Obituary of Keith Armstrong and our tribute

http://camdennewjournal.com/article/keith-armstrong-a-one-man-machine-fighting-for-people-with-disabilities

Keith Armstrong Obit

Keith Armstrong, a one-man machine fighting for people with disabilities

He inspired campaign that made buses, taxis and most public buildings accessible to wheel-chairs

Camden New Journal 21 September, 2017 — By John Gulliver

 HE was a one-man machine constantly campaigning for better disability rights.

Confined to a wheel-chair as a victim of polio from childhood, Keith Armstrong, who has died at 67, helped to inspire a movement that has made buses, taxis and most public buildings accessible to wheel-chairs. We take these reforms for granted but it took years of campaigning by stalwarts such as Keith to persuade public authorities to change their attitudes.

Nothing would stop him from challenging public perception about disability – he eagerly joined demonstrations, led them if necessary, argued for his rights even if it meant being arrested by the police, his campaigning became his life’s work.

Realising that words influence thought he objected to the use of the word “disabled” and helped to popularise instead the phrase “people with disabilities” – the point was that a disability is simply a part of a person’s life, not something that defines them completely.

Keith, who lived in Seymour House, Churchway, Somers Town, from the 1970s, was born in South Africa, but after his father died in a car accident, his mother returned to Britain for treatment of his condition. At a special school he soon demonstrated his creative spirit, launching his own poetry magazine.

He then came to London and found himself in the squatters’ movement until he was given a Camden council flat in Churchway. In the 1980s and 1990s he campaigned for accessible transport and, after blocking New Oxford Street with other wheel-chair users, found himself facing a trial until the charge was thrown out because the courthouse did not have ramp access.

A spirit and talent such as his soon attracted support from politicians and he became an adviser to both Camden and Ealing councils as well as London Transport and the Greater London Council.
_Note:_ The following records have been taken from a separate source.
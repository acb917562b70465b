use async_trait::async_trait;
use intel_core::{
    AccessCredential, IntelError, Subscriber, SubscriberRegistry, SubscriptionTier,
};
use sqlx::AnyPool;

/// Subscriber registry over the opaque subscriber store. Tokens come back
/// from the store's decryption layer and are wrapped in the redacting
/// credential type immediately; nothing here persists them.
pub struct SqlSubscriberRegistry {
    pool: AnyPool,
}

impl SqlSubscriberRegistry {
    pub fn new(pool: AnyPool) -> Self {
        Self { pool }
    }
}

#[derive(sqlx::FromRow)]
struct SubscriberRow {
    id: i64,
    email: String,
    tier: String,
    access_token: String,
    analyses_db_id: Option<String>,
    watchlist_db_id: Option<String>,
    timezone: Option<String>,
}

impl From<SubscriberRow> for Subscriber {
    fn from(row: SubscriberRow) -> Self {
        Subscriber {
            id: row.id,
            email: row.email,
            tier: SubscriptionTier::parse(&row.tier),
            credential: AccessCredential::new(row.access_token),
            analyses_db_id: row.analyses_db_id,
            watchlist_db_id: row.watchlist_db_id,
            timezone: row.timezone.unwrap_or_else(|| "UTC".to_string()),
        }
    }
}

#[async_trait]
impl SubscriberRegistry for SqlSubscriberRegistry {
    async fn list_active_subscribers(&self) -> Result<Vec<Subscriber>, IntelError> {
        let rows: Vec<SubscriberRow> = sqlx::query_as(
            "SELECT id, email, tier, access_token, analyses_db_id, watchlist_db_id, timezone
             FROM subscribers WHERE active = 1 ORDER BY id",
        )
        .fetch_all(&self.pool)
        .await
        .map_err(|e| IntelError::Registry(e.to_string()))?;

        Ok(rows.into_iter().map(Subscriber::from).collect())
    }
}
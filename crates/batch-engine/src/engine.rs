use std::sync::Arc;
use std::time::{Duration, Instant};

use futures_util::future::join_all;
use intel_core::{
    AnalysisExecutor, AnalysisReport, DeliveryStatus, DestinationWriter, IntelError, MarketContext,
    RequestSource, Subscriber, SubscriberRegistry, TickerRequest,
};
use market_context::MarketContextCache;

use crate::broadcast::{broadcast_report, mark_status_best_effort};
use crate::collector::collect_requests;
use crate::metrics::RunMetrics;
use crate::queue::build_queue;
use crate::retry::{is_retryable, RetryPolicy};

/// Tuning knobs for one orchestration run.
#[derive(Debug, Clone)]
pub struct BatchConfig {
    /// Pause between tickers, skipped after the last one. Protects shared
    /// provider quotas.
    pub inter_ticker_delay: Duration,
    pub retry_policy: RetryPolicy,
    /// Delivery retries per subscriber after the initial attempt.
    pub broadcast_retries: u32,
    pub broadcast_retry_delay: Duration,
    /// External calls one analysis consumes, for the savings estimate.
    pub calls_per_analysis: u32,
    /// Exercise dedup and priority logic without any provider calls.
    pub dry_run: bool,
}

impl Default for BatchConfig {
    fn default() -> Self {
        Self {
            inter_ticker_delay: Duration::from_secs(5),
            retry_policy: RetryPolicy::default(),
            broadcast_retries: 2,
            broadcast_retry_delay: Duration::from_secs(5),
            calls_per_analysis: 17,
            dry_run: false,
        }
    }
}

/// The orchestration engine: collects per-subscriber requests, dedups by
/// ticker, processes the priority queue strictly sequentially, and fans
/// each result out to all subscribers of the ticker.
pub struct BatchEngine {
    registry: Arc<dyn SubscriberRegistry>,
    source: Arc<dyn RequestSource>,
    executor: Arc<dyn AnalysisExecutor>,
    writer: Arc<dyn DestinationWriter>,
    context_cache: Arc<MarketContextCache>,
    config: BatchConfig,
}

impl BatchEngine {
    pub fn new(
        registry: Arc<dyn SubscriberRegistry>,
        source: Arc<dyn RequestSource>,
        executor: Arc<dyn AnalysisExecutor>,
        writer: Arc<dyn DestinationWriter>,
        context_cache: Arc<MarketContextCache>,
        config: BatchConfig,
    ) -> Self {
        Self {
            registry,
            source,
            executor,
            writer,
            context_cache,
            config,
        }
    }

    /// Execute one orchestration run over a frozen snapshot of subscribers.
    /// Only a registry failure is run-fatal; every subscriber- and
    /// ticker-level error is isolated and reflected in the metrics.
    pub async fn run(&self) -> Result<RunMetrics, IntelError> {
        let run_start = Instant::now();
        let mut metrics = RunMetrics::new();

        let subscribers = self.registry.list_active_subscribers().await?;
        tracing::info!(
            subscribers = subscribers.len(),
            dry_run = self.config.dry_run,
            "Starting orchestration run"
        );

        let grouped = collect_requests(self.source.as_ref(), &subscribers).await;
        let queue = build_queue(grouped);

        metrics.unique_tickers = queue.len() as u64;
        metrics.subscriber_pairs = queue.iter().map(|r| r.subscriber_count() as u64).sum();
        tracing::info!(
            unique_tickers = metrics.unique_tickers,
            subscriber_pairs = metrics.subscriber_pairs,
            "Priority queue built"
        );

        // Fetched once per run, passed read-only into every analysis. A
        // miss degrades the analyses, never the run.
        let context = if self.config.dry_run {
            None
        } else {
            self.context_cache.get().await
        };
        if !self.config.dry_run && context.is_none() {
            tracing::warn!("No market context available; analyses run without macro snapshot");
        }

        let total = queue.len();
        for (index, request) in queue.iter().enumerate() {
            self.process_ticker(request, context.as_ref(), &mut metrics)
                .await;

            if !self.config.dry_run && index + 1 < total {
                tokio::time::sleep(self.config.inter_ticker_delay).await;
            }
        }

        metrics.finish(run_start);
        metrics.log_summary();
        Ok(metrics)
    }

    /// Run one ticker through analysis and broadcast. Exactly one request
    /// is in flight at any time; failures never block the next ticker.
    async fn process_ticker(
        &self,
        request: &TickerRequest,
        context: Option<&MarketContext>,
        metrics: &mut RunMetrics,
    ) {
        metrics.record_saved_calls(request.subscriber_count(), self.config.calls_per_analysis);

        if self.config.dry_run {
            metrics.tickers_analyzed += 1;
            tracing::info!(
                ticker = %request.ticker,
                subscribers = request.subscriber_count(),
                priority = request.priority,
                "Dry run: would analyze"
            );
            return;
        }

        tracing::info!(
            ticker = %request.ticker,
            subscribers = request.subscriber_count(),
            priority = request.priority,
            "Processing ticker"
        );

        self.mark_all(request, &DeliveryStatus::InProgress).await;

        match self.analyze_with_retry(request, context).await {
            Ok(report) => {
                metrics.tickers_analyzed += 1;
                let outcomes = broadcast_report(
                    self.writer.as_ref(),
                    request,
                    &report,
                    self.config.broadcast_retries,
                    self.config.broadcast_retry_delay,
                )
                .await;
                metrics.record_broadcasts(&outcomes);
            }
            Err(e) => {
                metrics.tickers_failed += 1;
                tracing::warn!(ticker = %request.ticker, "Analysis failed: {}", e);
                self.mark_all(request, &DeliveryStatus::Error(e.to_string()))
                    .await;
            }
        }
    }

    /// Call the executor with bounded retry on transient provider errors.
    /// A provider-supplied "retry after N seconds" directive overrides the
    /// exponential backoff. Incomplete reports are failures.
    async fn analyze_with_retry(
        &self,
        request: &TickerRequest,
        context: Option<&MarketContext>,
    ) -> Result<AnalysisReport, IntelError> {
        let Some(representative) = representative_subscriber(request) else {
            return Err(IntelError::Validation(format!(
                "no subscribers for {}",
                request.ticker
            )));
        };
        let policy = &self.config.retry_policy;
        let mut attempt = 1u32;

        loop {
            match self
                .executor
                .analyze(&request.ticker, &representative.credential, context)
                .await
            {
                Ok(report) => {
                    if report.is_complete() {
                        return Ok(report);
                    }
                    return Err(IntelError::Incomplete(format!(
                        "missing score fields: {}",
                        report.missing_scores().join(", ")
                    )));
                }
                Err(e) if is_retryable(&e) && attempt < policy.max_attempts => {
                    let delay = policy.delay_after(attempt, &e.to_string());
                    tracing::warn!(
                        ticker = %request.ticker,
                        attempt,
                        delay_secs = delay.as_secs(),
                        "Transient provider error, backing off: {}",
                        e
                    );
                    tokio::time::sleep(delay).await;
                    attempt += 1;
                }
                Err(e) => return Err(e),
            }
        }
    }

    /// Best-effort status update for every subscriber of a ticker,
    /// concurrently. Unsupported destinations are skipped quietly.
    async fn mark_all(&self, request: &TickerRequest, status: &DeliveryStatus) {
        let updates = request.subscribers.iter().map(|subscriber| {
            mark_status_best_effort(self.writer.as_ref(), subscriber, &request.ticker, status)
        });
        join_all(updates).await;
    }
}

/// The subscriber whose credential runs the single shared analysis: the
/// highest-tier requester of the ticker.
fn representative_subscriber(request: &TickerRequest) -> Option<&Subscriber> {
    request.subscribers.iter().min_by_key(|s| s.tier.rank())
}
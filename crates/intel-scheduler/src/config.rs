use std::env;
use std::time::Duration;

use anyhow::{bail, Context, Result};
use batch_engine::engine::BatchConfig;
use batch_engine::retry::RetryPolicy;

#[derive(Debug, Clone)]
pub struct SchedulerConfig {
    // Scheduling
    pub run_interval_seconds: u64, // 86400 (daily)
    pub run_once: bool,            // single run then exit (cron-style)
    pub dry_run: bool,             // dedup/priority validation without provider calls

    // Rate limiting and retry
    pub inter_ticker_delay_seconds: u64, // 5
    pub analysis_retry_attempts: u32,    // 3 total
    pub broadcast_retries: u32,          // 2 after the initial attempt
    pub broadcast_retry_delay_seconds: u64, // 5
    pub calls_per_analysis: u32,         // 17

    // Collaborators
    pub database_url: String,
    pub analysis_service_url: String,
    pub analysis_timeout_seconds: u64, // 120
    pub service_token: String,
    pub market_context_ttl_seconds: u64, // 3600
    pub notion_timeout_seconds: u64,     // 40
}

impl SchedulerConfig {
    pub fn from_env() -> Result<Self> {
        let config = Self {
            run_interval_seconds: env::var("RUN_INTERVAL_SECONDS")
                .unwrap_or_else(|_| "86400".to_string())
                .parse()?,
            run_once: env::var("RUN_ONCE")
                .unwrap_or_else(|_| "false".to_string())
                .parse()?,
            dry_run: env::var("DRY_RUN")
                .unwrap_or_else(|_| "false".to_string())
                .parse()?,

            inter_ticker_delay_seconds: env::var("INTER_TICKER_DELAY_SECONDS")
                .unwrap_or_else(|_| "5".to_string())
                .parse()?,
            analysis_retry_attempts: env::var("ANALYSIS_RETRY_ATTEMPTS")
                .unwrap_or_else(|_| "3".to_string())
                .parse()?,
            broadcast_retries: env::var("BROADCAST_RETRIES")
                .unwrap_or_else(|_| "2".to_string())
                .parse()?,
            broadcast_retry_delay_seconds: env::var("BROADCAST_RETRY_DELAY_SECONDS")
                .unwrap_or_else(|_| "5".to_string())
                .parse()?,
            calls_per_analysis: env::var("CALLS_PER_ANALYSIS")
                .unwrap_or_else(|_| "17".to_string())
                .parse()?,

            database_url: env::var("DATABASE_URL").context("DATABASE_URL not set")?,
            analysis_service_url: env::var("ANALYSIS_SERVICE_URL")
                .unwrap_or_else(|_| "http://localhost:8010".to_string()),
            analysis_timeout_seconds: env::var("ANALYSIS_TIMEOUT_SECONDS")
                .unwrap_or_else(|_| "120".to_string())
                .parse()?,
            service_token: env::var("SERVICE_TOKEN").unwrap_or_default(),
            market_context_ttl_seconds: env::var("MARKET_CONTEXT_TTL_SECONDS")
                .unwrap_or_else(|_| "3600".to_string())
                .parse()?,
            notion_timeout_seconds: env::var("NOTION_TIMEOUT_SECONDS")
                .unwrap_or_else(|_| "40".to_string())
                .parse()?,
        };

        config.validate()?;
        Ok(config)
    }

    fn validate(&self) -> Result<()> {
        if self.analysis_retry_attempts == 0 {
            bail!("ANALYSIS_RETRY_ATTEMPTS must be at least 1");
        }
        if self.calls_per_analysis == 0 {
            bail!("CALLS_PER_ANALYSIS must be at least 1");
        }
        if !self.run_once && self.run_interval_seconds < 60 {
            bail!("RUN_INTERVAL_SECONDS below 60 would hammer providers");
        }
        Ok(())
    }

    pub fn batch_config(&self) -> BatchConfig {
        BatchConfig {
            inter_ticker_delay: Duration::from_secs(self.inter_ticker_delay_seconds),
            retry_policy: RetryPolicy {
                max_attempts: self.analysis_retry_attempts,
                ..RetryPolicy::default()
            },
            broadcast_retries: self.broadcast_retries,
            broadcast_retry_delay: Duration::from_secs(self.broadcast_retry_delay_seconds),
            calls_per_analysis: self.calls_per_analysis,
            dry_run: self.dry_run,
        }
    }
}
Typically big hearted, he would put up people in his flat – anyone who needed help knew they could turn to him. He got annoyed with the council because a flat opposite his was left vacant and, knowing of a woman with disability, Claire Glasman, was homeless he persuaded her and a friend to squat the empty flat.

Soon, he drummed up a campaign for the two women – and eventually they became council tenants. A restless creative spirit such as Keith’s meant he also became an accomplished poet, musician, a photographer and a scholar, publishing papers on the history of wheelchairs, the life of the emperor Claudius – many of his works can be found on academia.edu.
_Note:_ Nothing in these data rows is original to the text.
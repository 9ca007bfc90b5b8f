fn main() {
    // Re-run if git HEAD changes (new commits, checkouts, etc.)
    println!("cargo:rerun-if-changed=.git/HEAD");
    println!("cargo:rerun-if-changed=.git/refs/");

    let hash = git(&["rev-parse", "--short", "HEAD"])
        .map(|out| String::from_utf8_lossy(&out.stdout).trim().to_string())
        .unwrap_or_default();

    let on_tag = git(&["describe", "--exact-match", "--tags", "HEAD"]).is_some();

    println!("cargo:rustc-env=GIT_HASH={hash}");
    println!("cargo:rustc-env=ON_RELEASE_TAG={on_tag}");
}

/// Run git, returning output only on success. Builds outside a work tree
/// (tarballs, vendored sources) just get empty values.
fn git(args: &[&str]) -> Option<std::process::Output> {
    std::process::Command::new("git")
        .args(args)
        .output()
        .ok()
        .filter(|out| out.status.success())
}
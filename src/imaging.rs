//! Pure render-size calculations.
//!
//! Everything here is arithmetic over `(width, height)` pairs, testable
//! without I/O or image data. The actual pixel work belongs to whatever
//! thumbnail/preview generator consumes the computed sizes.

/// Resize-then-crop plan that fills a fixed thumbnail box.
///
/// Resize the source to `resize_width` × `resize_height` (covers the box,
/// one dimension matching it exactly), then cut the box out at the centered
/// offsets.
#[derive(Debug, Clone, Copy, PartialEq, Eq)]
pub struct CropPlan {
    pub resize_width: u32,
    pub resize_height: u32,
    pub offset_x: u32,
    pub offset_y: u32,
}

/// Plan the cover-resize and centered crop for a fixed thumbnail box.
///
/// # Examples
/// ```
/// # use folder_gallery::imaging::thumbnail_crop;
/// // 1600x1200 source into the stock 150x115 box: height matches after
/// // resize, the excess width is trimmed evenly
/// let plan = thumbnail_crop((1600, 1200), (150, 115));
/// assert_eq!((plan.resize_width, plan.resize_height), (153, 115));
/// assert_eq!((plan.offset_x, plan.offset_y), (1, 0));
/// ```
pub fn thumbnail_crop(source: (u32, u32), target: (u32, u32)) -> CropPlan {
    let (resize_width, resize_height) = fill_dimensions(source, target);
    CropPlan {
        resize_width,
        resize_height,
        offset_x: (resize_width - target.0) / 2,
        offset_y: (resize_height - target.1) / 2,
    }
}

/// Calculate dimensions that completely cover a target box while keeping
/// the source aspect ratio. One dimension matches the box exactly, the
/// other meets or exceeds it.
pub fn fill_dimensions(source: (u32, u32), target: (u32, u32)) -> (u32, u32) {
    let (src_w, src_h) = source;
    let (tgt_w, tgt_h) = target;

    let src_aspect = src_w as f64 / src_h as f64;
    let tgt_aspect = tgt_w as f64 / tgt_h as f64;

    if src_aspect > tgt_aspect {
        // Source is wider: height matches, width exceeds
        let h = tgt_h;
        let w = (h as f64 * src_aspect).round() as u32;
        (w, h)
    } else {
        // Source is taller: width matches, height exceeds
        let w = tgt_w;
        let h = (w as f64 / src_aspect).round() as u32;
        (w, h)
    }
}

/// Bound an image to a square `max_edge` box, keeping its aspect ratio.
/// Images already inside the box pass through unchanged.
///
/// # Examples
/// ```
/// # use folder_gallery::imaging::fit_within;
/// assert_eq!(fit_within((1600, 1200), 800), (800, 600));
/// assert_eq!(fit_within((640, 480), 800), (640, 480));
/// ```
pub fn fit_within(source: (u32, u32), max_edge: u32) -> (u32, u32) {
    let (w, h) = source;
    if w.max(h) <= max_edge {
        return (w, h);
    }

    if w >= h {
        // Landscape or square: width is the longer edge
        let ratio = max_edge as f64 / w as f64;
        (max_edge, (h as f64 * ratio).round() as u32)
    } else {
        // Portrait: height is the longer edge
        let ratio = max_edge as f64 / h as f64;
        ((w as f64 * ratio).round() as u32, max_edge)
    }
}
Apart from his non-stop involvement with disability campaigns, he had a boundless enthusiasm for other causes such as the Campaign for Nuclear Disarmament, and became a familiar figure in Somers Town and Camden Town, often playing his harmonica in Camden Lock.

He was a man of undying principles – and he stuck by them whatever the obstacles.
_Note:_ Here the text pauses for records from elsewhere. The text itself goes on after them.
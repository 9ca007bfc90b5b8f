//! Image metadata extraction: descriptions and capture dates.
//!
//! ## Descriptions
//!
//! Derived from the filename alone via the `NN-name` convention:
//! `01-sunset_over_bay.jpg` becomes "sunset over bay". Simple, requires no
//! tooling, and consistent with how album folders are titled. Extraction is
//! total: a filename that parses down to nothing (say `01.jpg`) falls back
//! to the filename itself rather than an empty description.
//!
//! ## Capture dates
//!
//! Resolved per image, first usable source wins:
//!
//! - EXIF `DateTimeOriginal` (what the camera wrote at the shutter)
//! - EXIF `DateTime` (set by some editors on export)
//! - the file's own creation time
//!
//! Scanned images, screenshots and stripped exports routinely carry no EXIF
//! block at all, so the filesystem fallback is the normal path, not an
//! exception. Only a file that cannot be opened yields
//! [`MetadataError::Unavailable`]; callers then fall back to the creation
//! time already stored in the catalog.
//!
//! ## Batch refresh
//!
//! [`write_exif_dates`] recomputes the stored EXIF date for every image
//! directly inside one folder. It is an explicit operation (nothing runs
//! it behind a save) and idempotent: over an unchanged folder a second run
//! changes nothing. Per-file failures are counted in the outcome, never
//! propagated; one unreadable file must not sink the rest of the album.

use crate::catalog::{Catalog, FolderId, ImageId};
use crate::naming;
use chrono::{DateTime, NaiveDate, Utc};
use exif::{In, Reader as ExifReader, Tag};
use rayon::prelude::*;
use std::fmt;
use std::fs::File;
use std::io::BufReader;
use std::path::{Path, PathBuf};
use thiserror::Error;

#[derive(Error, Debug)]
pub enum MetadataError {
    /// The file could not be opened or stat'ed at all.
    #[error("Metadata unavailable for {}: {source}", path.display())]
    Unavailable {
        path: PathBuf,
        #[source]
        source: std::io::Error,
    },
}

impl MetadataError {
    fn unavailable(path: &Path, source: std::io::Error) -> Self {
        MetadataError::Unavailable {
            path: path.to_path_buf(),
            source,
        }
    }
}

/// Derive a human-readable description from an image filename.
///
/// Strips the extension and any `NN-`/`NN_` ordering prefix, then converts
/// the remaining separators to single spaces:
/// - `"01-sunset_over_bay.jpg"` → `"sunset over bay"`
/// - `"plain.jpg"` → `"plain"`
/// - `"01.jpg"` → `"01.jpg"` (nothing left after parsing: keep the filename)
pub fn extract_description(filename: &str) -> String {
    let stem = Path::new(filename)
        .file_stem()
        .and_then(|s| s.to_str())
        .unwrap_or(filename);
    let parsed = naming::parse_entry_name(stem);
    let description = parsed
        .display_title
        .split_whitespace()
        .collect::<Vec<_>>()
        .join(" ");
    if description.is_empty() {
        filename.to_string()
    } else {
        description
    }
}

/// Resolve the capture date of an image file.
///
/// Reads EXIF `DateTimeOriginal`, then `DateTime`; a readable file without
/// a usable EXIF date falls back to its filesystem creation time (or
/// modification time on platforms without birth times). Only a file that
/// cannot be opened at all is an error.
pub fn extract_capture_date(path: &Path) -> Result<DateTime<Utc>, MetadataError> {
    let file = File::open(path).map_err(|e| MetadataError::unavailable(path, e))?;

    let mut reader = BufReader::new(&file);
    if let Ok(exif) = ExifReader::new().read_from_container(&mut reader)
        && let Some(date) = exif_capture_date(&exif)
    {
        return Ok(date);
    }

    // No usable EXIF: the file's own timestamps are the next best signal
    let meta = file
        .metadata()
        .map_err(|e| MetadataError::unavailable(path, e))?;
    let fallback = match meta.created() {
        Ok(created) => created,
        Err(_) => meta
            .modified()
            .map_err(|e| MetadataError::unavailable(path, e))?,
    };
    Ok(DateTime::<Utc>::from(fallback))
}

/// First usable EXIF date field, camera-written tags before editor-written.
fn exif_capture_date(exif: &exif::Exif) -> Option<DateTime<Utc>> {
    [Tag::DateTimeOriginal, Tag::DateTime]
        .into_iter()
        .find_map(|tag| {
            let field = exif.get_field(tag, In::PRIMARY)?;
            let exif::Value::Ascii(ref values) = field.value else {
                return None;
            };
            let parsed = exif::DateTime::from_ascii(values.first()?).ok()?;
            exif_to_utc(&parsed)
        })
}

/// Convert a parsed EXIF datetime to UTC. Returns `None` for nonsense
/// values like the `0000:00:00 00:00:00` some firmwares write.
fn exif_to_utc(dt: &exif::DateTime) -> Option<DateTime<Utc>> {
    let date = NaiveDate::from_ymd_opt(dt.year.into(), dt.month.into(), dt.day.into())?;
    let time = date.and_hms_opt(dt.hour.into(), dt.minute.into(), dt.second.into())?;
    Some(time.and_utc())
}

/// Summary of one folder's metadata refresh.
#[derive(Debug, Clone, PartialEq, Eq)]
pub struct RefreshOutcome {
    pub folder: FolderId,
    /// Images whose stored EXIF date changed.
    pub updated: usize,
    /// Images whose stored EXIF date was already current.
    pub unchanged: usize,
    /// Images whose file could not be read; their stored date was cleared.
    pub failed: usize,
}

impl RefreshOutcome {
    pub fn total(&self) -> usize {
        self.updated + self.unchanged + self.failed
    }
}

impl fmt::Display for RefreshOutcome {
    fn fmt(&self, f: &mut fmt::Formatter<'_>) -> fmt::Result {
        if self.failed > 0 {
            write!(
                f,
                "{} updated, {} unchanged, {} unreadable ({} total)",
                self.updated,
                self.unchanged,
                self.failed,
                self.total()
            )
        } else {
            write!(
                f,
                "{} updated, {} unchanged ({} total)",
                self.updated,
                self.unchanged,
                self.total()
            )
        }
    }
}

/// Recompute and store the EXIF date of every image directly inside
/// `folder`.
///
/// Extraction runs on the rayon pool; results are applied to the catalog in
/// a deterministic pass afterwards. A successful extraction stores
/// `Some(date)`, an unreadable file stores `None`. Running twice over an
/// unchanged folder stores identical values and reports zero updates the
/// second time. A folder id that no longer resolves produces an all-zero
/// outcome.
pub fn write_exif_dates(catalog: &mut Catalog, folder: FolderId) -> RefreshOutcome {
    let targets: Vec<(ImageId, PathBuf)> = catalog
        .images_in(folder)
        .into_iter()
        .map(|image| (image.id, catalog.image_path(image)))
        .collect();

    let extracted: Vec<(ImageId, Result<DateTime<Utc>, MetadataError>)> = targets
        .into_par_iter()
        .map(|(id, path)| (id, extract_capture_date(&path)))
        .collect();

    let mut outcome = RefreshOutcome {
        folder,
        updated: 0,
        unchanged: 0,
        failed: 0,
    };
    for (id, result) in extracted {
        match result {
            Ok(date) => {
                if catalog.set_exif_date(id, Some(date)) {
                    outcome.updated += 1;
                } else {
                    outcome.unchanged += 1;
                }
            }
            Err(_) => {
                catalog.set_exif_date(id, None);
                outcome.failed += 1;
            }
        }
    }
    outcome
}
Campaigner took on discrimination

By CLAIRE GLASMAN

[Full tribute which was shortened by editor in the published version]

I first got to know Keith through the Liberation Network of People with Disabilities, one of the first groups of the current disability movement in the UK, which I attended in the early eighties.  The Liberation Network broke new ground in many ways, recognising psychiatric in-patients as part of the disability community which was previously limited to physical disability, and being against animal experiments.

We realised we had crossed paths at open mic poetry events in the 1970s.  Keith was a great talker, had wide-ranging interests and many progressive views. For example, if people said someone was a “bastard”, he would tell them “Check your language!” as it was perpetuating discrimination against people born outside marriage.  He was knowledgeable about disability history and how the Nazi holocaust started — with the extermination of disabled children, and that the gas chambers in concentration camps had developed from taking psychiatric patients and people with learning disabilities from institutions and killing them with lorry exhaust, poison gas, lethal injections and starvation.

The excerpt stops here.